NGO-Deklarationsvorschlag kommt nicht auf Tagesordnung

Belgrad - Zehn Jahre nach dem Massaker in der ehemaligen Bosniaken-Enklave Srebrenica hat das serbische Parlament offenbar weiterhin Probleme, einen Standpunkt zu den Ereignissen in der ostbosnischen Kleinstadt einzunehmen. In Srebrenica wurden im Juli 1995 rund 7.8000 Menschen von bosnisch-serbischen Truppen und unter nun bekannt gewordener Teilnahme serbischer Spezial-Polizeieinheiten ermordet.

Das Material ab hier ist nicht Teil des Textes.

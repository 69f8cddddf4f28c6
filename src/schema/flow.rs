//! Replay flow types: the per-tick player snapshots a finished duel was recorded as.
//!
//! On the wire a flow is an array of ticks, each an array indexed by player,
//! each entry a fixed-width record:
//!
//! ```text
//! [x, y, health, heading, moved, targeted]
//!
//! heading:  "U" | "R" | "D" | "L"
//! targeted: null                 no strike
//!           [[x, y], null]       direct strike on (x, y)
//!           [[x, y], [x, y]]     area strike: origin cell, resolved impact cell
//! ```

use std::fmt;
use std::fs;
use std::path::Path;

use serde::{Deserialize, Serialize};

/// A board cell in 0-based grid coordinates (`x` = column, `y` = row, row 0 on top).
#[derive(Debug, Clone, Copy, PartialEq, Eq, PartialOrd, Ord, Hash, Serialize, Deserialize)]
#[serde(from = "(usize, usize)", into = "(usize, usize)")]
pub struct Cell {
    pub x: usize,
    pub y: usize,
}

impl Cell {
    pub const fn new(x: usize, y: usize) -> Self {
        Self { x, y }
    }

    /// Offset this cell, returning `None` when the result leaves a `width` x `height` board.
    pub fn offset(self, dx: i64, dy: i64, width: usize, height: usize) -> Option<Cell> {
        let x = self.x as i64 + dx;
        let y = self.y as i64 + dy;
        if x < 0 || y < 0 || x >= width as i64 || y >= height as i64 {
            return None;
        }
        Some(Cell::new(x as usize, y as usize))
    }

    #[inline]
    pub fn in_bounds(self, width: usize, height: usize) -> bool {
        self.x < width && self.y < height
    }
}

impl From<(usize, usize)> for Cell {
    fn from((x, y): (usize, usize)) -> Self {
        Cell::new(x, y)
    }
}

impl From<Cell> for (usize, usize) {
    fn from(cell: Cell) -> Self {
        (cell.x, cell.y)
    }
}

impl fmt::Display for Cell {
    fn fmt(&self, f: &mut fmt::Formatter<'_>) -> fmt::Result {
        write!(f, "({}, {})", self.x, self.y)
    }
}

/// Cardinal direction a tank faces.
#[derive(Debug, Clone, Copy, PartialEq, Eq, Hash, Serialize, Deserialize)]
pub enum Heading {
    #[serde(rename = "U")]
    Up,
    #[serde(rename = "R")]
    Right,
    #[serde(rename = "D")]
    Down,
    #[serde(rename = "L")]
    Left,
}

/// Signed degrees turning from the row heading to the column heading.
///
/// Rows/columns are ordered U, R, D, L.
const TURN_TABLE: [[i32; 4]; 4] = [
    [0, 90, 180, -90],
    [-90, 0, 90, 180],
    [-180, -90, 0, 90],
    [90, -180, -90, 0],
];

impl Heading {
    pub const ALL: [Heading; 4] = [Heading::Up, Heading::Right, Heading::Down, Heading::Left];

    fn index(self) -> usize {
        match self {
            Heading::Up => 0,
            Heading::Right => 1,
            Heading::Down => 2,
            Heading::Left => 3,
        }
    }

    /// Absolute token rotation used when a board is rendered from scratch.
    pub fn rotation(self) -> i32 {
        match self {
            Heading::Up => 0,
            Heading::Right => 90,
            Heading::Down => 180,
            Heading::Left => -90,
        }
    }

    /// Signed rotation delta turning a token that faces `self` to face `to`.
    ///
    /// Zero when unchanged, ±90 for a quarter turn, ±180 for a reversal.
    pub fn turn_to(self, to: Heading) -> i32 {
        TURN_TABLE[self.index()][to.index()]
    }

    /// Screen-space unit step in this direction (y grows downward).
    pub fn step(self) -> (i32, i32) {
        match self {
            Heading::Up => (0, -1),
            Heading::Right => (1, 0),
            Heading::Down => (0, 1),
            Heading::Left => (-1, 0),
        }
    }
}

/// Offensive action a player took during a tick.
#[derive(Debug, Clone, Copy, PartialEq, Eq, Serialize, Deserialize)]
#[serde(from = "(Cell, Option<Cell>)", into = "(Cell, Option<Cell>)")]
pub enum Strike {
    /// Single-cell strike.
    Direct(Cell),
    /// Area strike around `center`, resolved at `impact`.
    Area { center: Cell, impact: Cell },
}

impl From<(Cell, Option<Cell>)> for Strike {
    fn from((target, resolved): (Cell, Option<Cell>)) -> Self {
        match resolved {
            None => Strike::Direct(target),
            Some(impact) => Strike::Area {
                center: target,
                impact,
            },
        }
    }
}

impl From<Strike> for (Cell, Option<Cell>) {
    fn from(strike: Strike) -> Self {
        match strike {
            Strike::Direct(cell) => (cell, None),
            Strike::Area { center, impact } => (center, Some(impact)),
        }
    }
}

/// One cell touched by a strike.
#[derive(Debug, Clone, Copy, PartialEq, Eq)]
pub struct StrikeCell {
    pub cell: Cell,
    /// Whether the strike resolves on this cell.
    pub impact: bool,
}

impl Strike {
    /// In-bounds cells touched by this strike, column-major.
    ///
    /// Area strikes cover the `(2 * radius + 1)²` square around their origin,
    /// clipped to the board.
    pub fn footprint(&self, width: usize, height: usize, radius: usize) -> Vec<StrikeCell> {
        match *self {
            Strike::Direct(cell) => {
                if cell.in_bounds(width, height) {
                    vec![StrikeCell { cell, impact: true }]
                } else {
                    Vec::new()
                }
            }
            Strike::Area { center, impact } => {
                let r = radius as i64;
                let mut cells = Vec::with_capacity((2 * radius + 1).pow(2));
                for dx in -r..=r {
                    for dy in -r..=r {
                        if let Some(cell) = center.offset(dx, dy, width, height) {
                            cells.push(StrikeCell {
                                cell,
                                impact: cell == impact,
                            });
                        }
                    }
                }
                cells
            }
        }
    }
}

/// Wire shape of a [`TickState`].
type TickRecord = (usize, usize, i32, Heading, bool, Option<Strike>);

/// One player's state at a tick boundary.
#[derive(Debug, Clone, Copy, PartialEq, Eq, Serialize, Deserialize)]
#[serde(from = "TickRecord", into = "TickRecord")]
pub struct TickState {
    pub position: Cell,
    /// May go non-positive once the tank is destroyed.
    pub health: i32,
    pub heading: Heading,
    /// True iff the position changed versus the previous tick.
    pub moved: bool,
    /// Strike decided during the tick leading to this state.
    pub targeted: Option<Strike>,
}

impl TickState {
    pub fn new(position: Cell, health: i32, heading: Heading) -> Self {
        Self {
            position,
            health,
            heading,
            moved: false,
            targeted: None,
        }
    }

    /// Mark this state as reached by moving.
    pub fn moved(mut self) -> Self {
        self.moved = true;
        self
    }

    pub fn with_strike(mut self, strike: Strike) -> Self {
        self.targeted = Some(strike);
        self
    }
}

impl From<TickRecord> for TickState {
    fn from((x, y, health, heading, moved, targeted): TickRecord) -> Self {
        Self {
            position: Cell::new(x, y),
            health,
            heading,
            moved,
            targeted,
        }
    }
}

impl From<TickState> for TickRecord {
    fn from(state: TickState) -> Self {
        (
            state.position.x,
            state.position.y,
            state.health,
            state.heading,
            state.moved,
            state.targeted,
        )
    }
}

/// All players' states at one tick boundary, in fixed player order.
pub type Snapshot = Vec<TickState>;

/// Immutable recording of a duel: `T + 1` snapshots for `T` ticks.
///
/// Index 0 is the initial configuration; index `i + 1` is the consequence of
/// the decisions taken during tick `i`. The last index is terminal and only
/// contributes final health values.
#[derive(Debug, Clone, PartialEq, Eq, Serialize, Deserialize)]
#[serde(try_from = "Vec<Snapshot>", into = "Vec<Snapshot>")]
pub struct Flow {
    snapshots: Vec<Snapshot>,
}

impl Flow {
    /// Wrap recorded snapshots. At least two are needed for one playable tick.
    pub fn new(snapshots: Vec<Snapshot>) -> Result<Self, FlowError> {
        if snapshots.len() < 2 {
            return Err(FlowError::TooShort(snapshots.len()));
        }
        Ok(Self { snapshots })
    }

    pub fn from_json(json: &str) -> Result<Self, FlowError> {
        Ok(serde_json::from_str(json)?)
    }

    /// Number of snapshots (`T + 1`).
    #[inline]
    pub fn len(&self) -> usize {
        self.snapshots.len()
    }

    /// Always false; kept for API symmetry with `len`.
    #[inline]
    pub fn is_empty(&self) -> bool {
        self.snapshots.is_empty()
    }

    /// Number of ticks `T`.
    #[inline]
    pub fn tick_count(&self) -> usize {
        self.snapshots.len() - 1
    }

    /// Highest valid playback pointer (`T - 1`).
    #[inline]
    pub fn last_pointer(&self) -> usize {
        self.tick_count() - 1
    }

    pub fn player_count(&self) -> usize {
        self.snapshots[0].len()
    }

    /// Snapshot at `index`.
    ///
    /// # Panics
    /// Panics if `index >= self.len()`.
    pub fn snapshot(&self, index: usize) -> &[TickState] {
        &self.snapshots[index]
    }

    pub fn get(&self, index: usize) -> Option<&[TickState]> {
        self.snapshots.get(index).map(Vec::as_slice)
    }

    pub fn snapshots(&self) -> &[Snapshot] {
        &self.snapshots
    }
}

Acht serbische nichtstaatliche Organisationen hatten vergangene Woche dem Parlament die Annahme einer Erklärung vorgeschlagen, mit der das schrecklichste Kriegsverbrechen in Europa seit dem Zweiten Weltkrieg verurteilt werden soll. Der Vorschlag wurde noch vor der Vorführung eines Videos im UNO-Kriegsverbrechertribunal gemacht, in dem die Erschießung von sechs Srebrenica-Einwohnern durch die serbische Spezial-Polizeieinheit "Skorpione" zu sehen ist.


"Verfahrensgründe"

Parlamentspräsident Predrag Markovic ließ am Wochenende wissen, dass der Deklarationsvorschlag aus "Verfahrensgründen" nicht auf die Tagesordnung der nächsten Parlamentssitzung kommen könne. Die nichtstaatlichen Organisationen seien nicht befugt, dem Parlament solche Vorschläge zu machen. Markovic will in Beratung mit den Fraktionschefs die Annahme einer Resolution vereinbaren, mit der sich das Parlament zu allen Kriegsverbrechen und nicht nur Srebrenica äußern würde.

Serbische Politiker seien sich nicht der tieferen moralischen Bedeutung einer Srebrenica-Deklaration bewusst, meint Vojin Dimitrijevic unterdessen. Sein Belgrader Zentrum für Menschenrechte war eine der nichtstaatlichen Organisationen, die dem Parlament den Deklarationsentwurf zugestellt hatten.